Your graph correctly shows that the maximum efficiency of a boost converter is when M (the output voltage to input voltage ratio) is lowest. This can be recognized by looking at an idealized boost converter circuit (using an ideal diode) from my no-frills website here: -
And clearly, if Vout = Vin (i.e. M = 1), the MOSFET does not need to switch at all. Therefore the efficiency has to be 100% for ideal components. It's inevitable; the output is permanently coupled to the input via an inductor and diode i.e. there is nothing other than static non-idealities (inductor and diode) to lose energy.
So, when M = 1 (Vout = Vin) the booster is at its highest efficiency. The same is true for a buck converter because the MOSFET would be permanently on and switching losses would be zero.
But why is the trend not followed for buck-boost?
"Here's the rub" at the risk of badly paraphrasing Shakespeare: -
If the output voltage equals the input voltage then we cannot say whether the switching devices are operating or not. But, we could consider that the switching devices are not switching as an initial example....
Reminder: for a buck or a boost converter (as an individual module) operating with Vout = Vin, it has to mean that the MOSFET is not switching and that means ideal 100% efficiency. Not necessarily so for the buck-boost.
For the buck-boost circuit, it could mean that two of the transistors are permanently on whilst the other two are permanently off: -
Picture from here.
If M1 and M4 are on and, M2 and M3 are off then, you have the same scenario as a boost converter when input and output voltages are equal. So, you can make an argument that the same trend is followed and ideal efficiency is 100% with a slight degradation due to there being two MOSFETs in the power chain.

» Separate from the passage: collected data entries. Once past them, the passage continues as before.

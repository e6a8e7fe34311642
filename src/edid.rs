//! EDID 1.x base block and the document root
//!
//! # Layout
//!
//! ```text
//! 0x00  header (00 FF FF FF FF FF FF 00)
//! 0x08  vendor / product identification
//! 0x12  version, revision
//! 0x14  basic display parameters
//! 0x19  chromaticity coordinates
//! 0x23  established timings I & II
//! 0x26  standard timings (8 x 2 bytes)
//! 0x36  descriptors (4 x 18 bytes)
//! 0x7E  extension count
//! 0x7F  checksum
//! ```

use crate::descriptor::{Descriptor, EDID_MAX_DESCRIPTORS};
use crate::detailed_timing::{DetailedTiming, DETAILED_TIMING_SIZE};
use crate::diagnostics::{Diagnostics, Scope};
use crate::extension::Extension;
use crate::reader::ByteReader;
use crate::{Error, Result};
use serde::Serialize;
use tracing::debug;

pub const EDID_BLOCK_SIZE: usize = 128;
pub const EDID_HEADER: [u8; 8] = [0x00, 0xFF, 0xFF, 0xFF, 0xFF, 0xFF, 0xFF, 0x00];
pub const EDID_MAX_STANDARD_TIMINGS: usize = 8;

const BASE_CONTEXT: &str = "Base EDID";

/// Established timings I & II, MSB of byte 0x23 first
const ESTABLISHED_TIMINGS_I_II: [(u16, u16, u8, bool); 17] = [
    (720, 400, 70, false),
    (720, 400, 88, false),
    (640, 480, 60, false),
    (640, 480, 67, false),
    (640, 480, 72, false),
    (640, 480, 75, false),
    (800, 600, 56, false),
    (800, 600, 60, false),
    (800, 600, 72, false),
    (800, 600, 75, false),
    (832, 624, 75, false),
    (1024, 768, 87, true),
    (1024, 768, 60, false),
    (1024, 768, 70, false),
    (1024, 768, 75, false),
    (1280, 1024, 75, false),
    (1152, 870, 75, false),
];

#[derive(Debug, Clone, PartialEq, Eq, Serialize)]
pub struct VendorProduct {
    /// Three-letter PNP manufacturer ID
    pub manufacturer: String,
    pub product: u16,
    pub serial: u32,
    pub manufacture_week: Option<u8>,
    pub manufacture_year: Option<u16>,
    pub model_year: Option<u16>,
}

#[derive(Debug, Clone, Copy, PartialEq, Eq, Serialize)]
pub enum SignalLevel {
    /// +0.7/-0.3 V
    L0_7_0_3,
    /// +0.714/-0.286 V
    L0_714_0_286,
    /// +1.0/-0.4 V
    L1_0_0_4,
    /// +0.7/0 V
    L0_7_0,
}

#[derive(Debug, Clone, Copy, PartialEq, Eq, Serialize)]
pub enum DigitalInterface {
    Undefined,
    Dvi,
    HdmiA,
    HdmiB,
    Mddi,
    DisplayPort,
    Unknown(u8),
}

#[derive(Debug, Clone, Copy, PartialEq, Eq, Serialize)]
pub enum VideoInput {
    Analog {
        signal_level: SignalLevel,
        blank_to_black_setup: bool,
        separate_sync: bool,
        composite_sync_on_horiz: bool,
        composite_sync_on_green: bool,
        serrated_vsync: bool,
    },
    Digital {
        /// Bits per primary color channel, `None` when undefined
        color_bit_depth: Option<u8>,
        interface: DigitalInterface,
    },
}

impl VideoInput {
    pub fn is_digital(&self) -> bool {
        matches!(self, VideoInput::Digital { .. })
    }
}

#[derive(Debug, Clone, PartialEq, Serialize)]
pub struct ScreenSize {
    pub width_cm: Option<u8>,
    pub height_cm: Option<u8>,
    pub landscape_aspect_ratio: Option<f32>,
    pub portrait_aspect_ratio: Option<f32>,
}

#[derive(Debug, Clone, Copy, PartialEq, Eq, Serialize)]
pub enum DisplayColorType {
    Monochrome,
    Rgb,
    NonRgb,
    Undefined,
}

#[derive(Debug, Clone, Copy, PartialEq, Eq, Serialize)]
pub struct ColorEncodings {
    pub rgb444: bool,
    pub ycrcb444: bool,
    pub ycrcb422: bool,
}

#[derive(Debug, Clone, Copy, PartialEq, Eq, Serialize)]
pub struct MiscFeatures {
    pub dpms_standby: bool,
    pub dpms_suspend: bool,
    pub dpms_off: bool,
    /// Analog displays only
    pub display_color_type: Option<DisplayColorType>,
    /// Digital displays with EDID 1.4 only
    pub color_encodings: Option<ColorEncodings>,
    pub srgb_is_primary: bool,
    pub preferred_timing_is_native: bool,
    /// EDID 1.4: continuous frequency; earlier revisions: default GTF supported
    pub continuous_freq: bool,
}

/// CIE 1931 xy coordinates, each reconstructed from 10 bits
#[derive(Debug, Clone, Copy, PartialEq, Default, Serialize)]
pub struct Chromaticity {
    pub red_x: f32,
    pub red_y: f32,
    pub green_x: f32,
    pub green_y: f32,
    pub blue_x: f32,
    pub blue_y: f32,
    pub white_x: f32,
    pub white_y: f32,
}

#[derive(Debug, Clone, Copy, PartialEq, Eq, Serialize)]
pub struct EstablishedMode {
    pub width: u16,
    pub height: u16,
    pub refresh_hz: u8,
    pub interlaced: bool,
    pub reduced_blanking: bool,
}

#[derive(Debug, Clone, PartialEq, Eq, Default, Serialize)]
pub struct EstablishedTimings {
    pub modes: Vec<EstablishedMode>,
    /// Low 7 bits of byte 0x25
    pub manufacturer_specific: u8,
}

#[derive(Debug, Clone, Copy, PartialEq, Eq, Serialize)]
pub enum AspectRatio {
    R1_1,
    R16_10,
    R4_3,
    R5_4,
    R16_9,
}

#[derive(Debug, Clone, Copy, PartialEq, Eq, Serialize)]
pub struct StandardTiming {
    pub horiz_video: u16,
    pub vert_video: u16,
    pub refresh_hz: u8,
    pub aspect_ratio: AspectRatio,
}

impl StandardTiming {
    /// Decode one 2-byte standard timing; `None` for the unused 0x0101 slot
    pub fn parse(b0: u8, b1: u8, revision: u8, scope: &mut Scope<'_>) -> Option<Self> {
        if (b0, b1) == (0x01, 0x01) {
            return None;
        }
        if b0 == 0x00 {
            scope.fail(format!("Standard timing 0x{:02X}{:02X}: invalid horizontal size", b0, b1));
            return None;
        }

        let horiz_video = (u16::from(b0) + 31) * 8;
        let aspect_ratio = match b1 >> 6 {
            0 if revision < 3 => AspectRatio::R1_1,
            0 => AspectRatio::R16_10,
            1 => AspectRatio::R4_3,
            2 => AspectRatio::R5_4,
            _ => AspectRatio::R16_9,
        };
        let vert_video = match aspect_ratio {
            AspectRatio::R1_1 => horiz_video,
            AspectRatio::R16_10 => horiz_video * 10 / 16,
            AspectRatio::R4_3 => horiz_video * 3 / 4,
            AspectRatio::R5_4 => horiz_video * 4 / 5,
            AspectRatio::R16_9 => horiz_video * 9 / 16,
        };

        Some(Self {
            horiz_video,
            vert_video,
            refresh_hz: (b1 & 0x3F) + 60,
            aspect_ratio,
        })
    }
}
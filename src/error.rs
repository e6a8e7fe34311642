//! Error types for the EDID decoder
//!
//! Only structural failures live here. Everything a real-world EDID gets
//! wrong that we can decode around is recorded as a [`Diagnostic`] instead.
//!
//! [`Diagnostic`]: crate::diagnostics::Diagnostic

use thiserror::Error;

#[derive(Error, Debug)]
pub enum Error {
    #[error("EDID size {0} is not a non-zero multiple of 128 bytes")]
    InvalidSize(usize),

    #[error("invalid EDID header")]
    InvalidHeader,

    #[error("EDID declares {declared} extension blocks but only {present} are present")]
    Truncated { declared: usize, present: usize },

    #[error("read of {len} bytes at offset {offset} exceeds {size}-byte buffer")]
    OutOfBounds { offset: usize, len: usize, size: usize },

    #[error("DisplayID section holds more than {max} data blocks")]
    TooManyDataBlocks { max: usize },

    #[error("DisplayID {kind} timing block holds {count} timings, at most {max} allowed")]
    TooManyTimings {
        kind: &'static str,
        count: usize,
        max: usize,
    },

    #[error("I/O error: {0}")]
    Io(#[from] std::io::Error),
}

impl Error {
    /// Whether the error only invalidates the block being decoded.
    ///
    /// Out-of-bounds reads abort the current block; the parser resumes with
    /// the next sibling. Every other variant aborts the whole parse.
    pub fn is_block_local(&self) -> bool {
        matches!(self, Error::OutOfBounds { .. })
    }
}
fn write_cta(
    f: &mut fmt::Formatter<'_>,
    cta: &Cta,
    opts: &ReportOptions,
    dtd_counter: &mut usize,
) -> fmt::Result {
    writeln!(f, "  Revision: {}", cta.revision)?;
    let flags = &cta.flags;
    if flags.it_underscan {
        writeln!(f, "  Underscans IT Video Formats by default")?;
    }
    if flags.basic_audio {
        writeln!(f, "  Basic audio support")?;
    }
    if flags.ycc444 {
        writeln!(f, "  Supports YCbCr 4:4:4")?;
    }
    if flags.ycc422 {
        writeln!(f, "  Supports YCbCr 4:2:2")?;
    }
    if cta.revision >= 2 {
        writeln!(f, "  Native detailed modes: {}", flags.native_dtds)?;
    }

    for block in &cta.data_blocks {
        writeln!(f, "  {}:", block.tag().name())?;
        match block {
            CtaDataBlock::Audio(sads) => {
                for sad in sads {
                    writeln!(f, "    {:?}:", sad.format)?;
                    writeln!(f, "      Max channels: {}", sad.max_channels)?;
                    let rates: Vec<String> = sad
                        .sample_rates_hz
                        .iter()
                        .map(|r| format!("{}", f64::from(*r) / 1000.0))
                        .collect();
                    writeln!(f, "      Supported sample rates (kHz): {}", rates.join(" "))?;
                    if !sad.lpcm_bit_depths.is_empty() {
                        let depths: Vec<String> =
                            sad.lpcm_bit_depths.iter().map(|d| d.to_string()).collect();
                        writeln!(f, "      Supported sample sizes (bits): {}", depths.join(" "))?;
                    }
                    if let Some(rate) = sad.max_bitrate_kbs {
                        writeln!(f, "      Maximum bit rate: {} kb/s", rate)?;
                    }
                }
            }
            CtaDataBlock::Video(svds) | CtaDataBlock::Ycbcr420Video(svds) => {
                for svd in svds {
                    let native = if svd.native { " (native)" } else { "" };
                    writeln!(f, "    VIC {:>3}{}", svd.vic, native)?;
                }
            }
            CtaDataBlock::VendorSpecific(v) => {
                let name = v.vendor_name().unwrap_or("unknown vendor");
                writeln!(
                    f,
                    "    OUI {:02X}-{:02X}-{:02X} ({})",
                    (v.oui >> 16) & 0xFF,
                    (v.oui >> 8) & 0xFF,
                    v.oui & 0xFF,
                    name
                )?;
                if opts.uncommon_features {
                    write!(f, "{}", hex_lines(&v.payload, "    "))?;
                }
            }
            CtaDataBlock::SpeakerAllocation(s) => {
                for name in speakers(s) {
                    writeln!(f, "    {}", name)?;
                }
            }
            CtaDataBlock::VideoCapability(v) => {
                writeln!(
                    f,
                    "    YCbCr quantization: {}",
                    if v.ycc_quantization_selectable { "Selectable (via AVI YQ)" } else { "No Data" }
                )?;
                writeln!(
                    f,
                    "    RGB quantization: {}",
                    if v.rgb_quantization_selectable { "Selectable (via AVI Q)" } else { "No Data" }
                )?;
                writeln!(f, "    PT scan behavior: {}", overscan(v.pt_overscan))?;
                writeln!(f, "    IT scan behavior: {}", overscan(v.it_overscan))?;
                writeln!(f, "    CE scan behavior: {}", overscan(v.ce_overscan))?;
            }
            CtaDataBlock::Colorimetry(c) => {
                let flags = [
                    (c.xvycc_601, "xvYCC601"),
                    (c.xvycc_709, "xvYCC709"),
                    (c.sycc_601, "sYCC601"),
                    (c.opycc_601, "opYCC601"),
                    (c.oprgb, "opRGB"),
                    (c.bt2020_cycc, "BT2020cYCC"),
                    (c.bt2020_ycc, "BT2020YCC"),
                    (c.bt2020_rgb, "BT2020RGB"),
                    (c.st2113_rgb, "ST2113RGB"),
                    (c.ictcp, "ICtCp"),
                ];
                for (_, name) in flags.iter().filter(|(set, _)| *set) {
                    writeln!(f, "    {}", name)?;
                }
                if c.gamut_metadata != 0 {
                    writeln!(f, "    Gamut metadata profiles: 0x{:x}", c.gamut_metadata)?;
                }
            }
            CtaDataBlock::HdrStaticMetadata(m) => {
                writeln!(f, "    Electro optical transfer functions:")?;
                let eotfs = [
                    (m.eotfs.traditional_sdr, "Traditional gamma - SDR luminance range"),
                    (m.eotfs.traditional_hdr, "Traditional gamma - HDR luminance range"),
                    (m.eotfs.pq, "SMPTE ST2084"),
                    (m.eotfs.hlg, "Hybrid Log-Gamma"),
                ];
                for (_, name) in eotfs.iter().filter(|(set, _)| *set) {
                    writeln!(f, "      {}", name)?;
                }
                writeln!(f, "    Supported static metadata descriptors:")?;
                if m.type1 {
                    writeln!(f, "      Static metadata type 1")?;
                }
                if let Some(v) = m.desired_content_max_luminance {
                    writeln!(f, "    Desired content max luminance: {:.3} cd/m^2", v)?;
                }
                if let Some(v) = m.desired_content_max_frame_avg_luminance {
                    writeln!(f, "    Desired content max frame-average luminance: {:.3} cd/m^2", v)?;
                }
                if let Some(v) = m.desired_content_min_luminance {
                    writeln!(f, "    Desired content min luminance: {:.3} cd/m^2", v)?;
                }
            }
            CtaDataBlock::Ycbcr420CapabilityMap(map) => {
                if map.bitmap.is_empty() {
                    writeln!(f, "    All VDB SVDs")?;
                } else {
                    for (i, svd) in cta.svds().enumerate() {
                        if map.supports(i) {
                            writeln!(f, "    VIC {:>3}", svd.vic)?;
                        }
                    }
                }
            }
            CtaDataBlock::Raw { payload, .. } => {
                if opts.uncommon_features {
                    write!(f, "{}", hex_lines(payload, "    "))?;
                }
            }
        }
    }

    if !cta.detailed_timings.is_empty() {
        writeln!(f, "  Detailed Timing Descriptors:")?;
        for t in &cta.detailed_timings {
            write_detailed_timing(f, t, dtd_counter)?;
        }
    }
    Ok(())
}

But, on the other hand, the buck part of the buck-boost regulator might be genuinely dropping the input voltage to (say) one-third whilst the boost part might be raising that one-third by three to give an output voltage that does equal the input voltage. Under these circumstances the MOSFET losses will be significant because they are switching AND the efficiency cannot be 100%.
So, you can't make the general comparisons like what you have in your question without a bunch of details regarding exactly how the individual buck and boost parts are operating. In other words there are many ways to make a buck-boost converter produce 1:1 input/output but, the most efficient way is when two of the MOSFETs are permanently on and two are permanently off.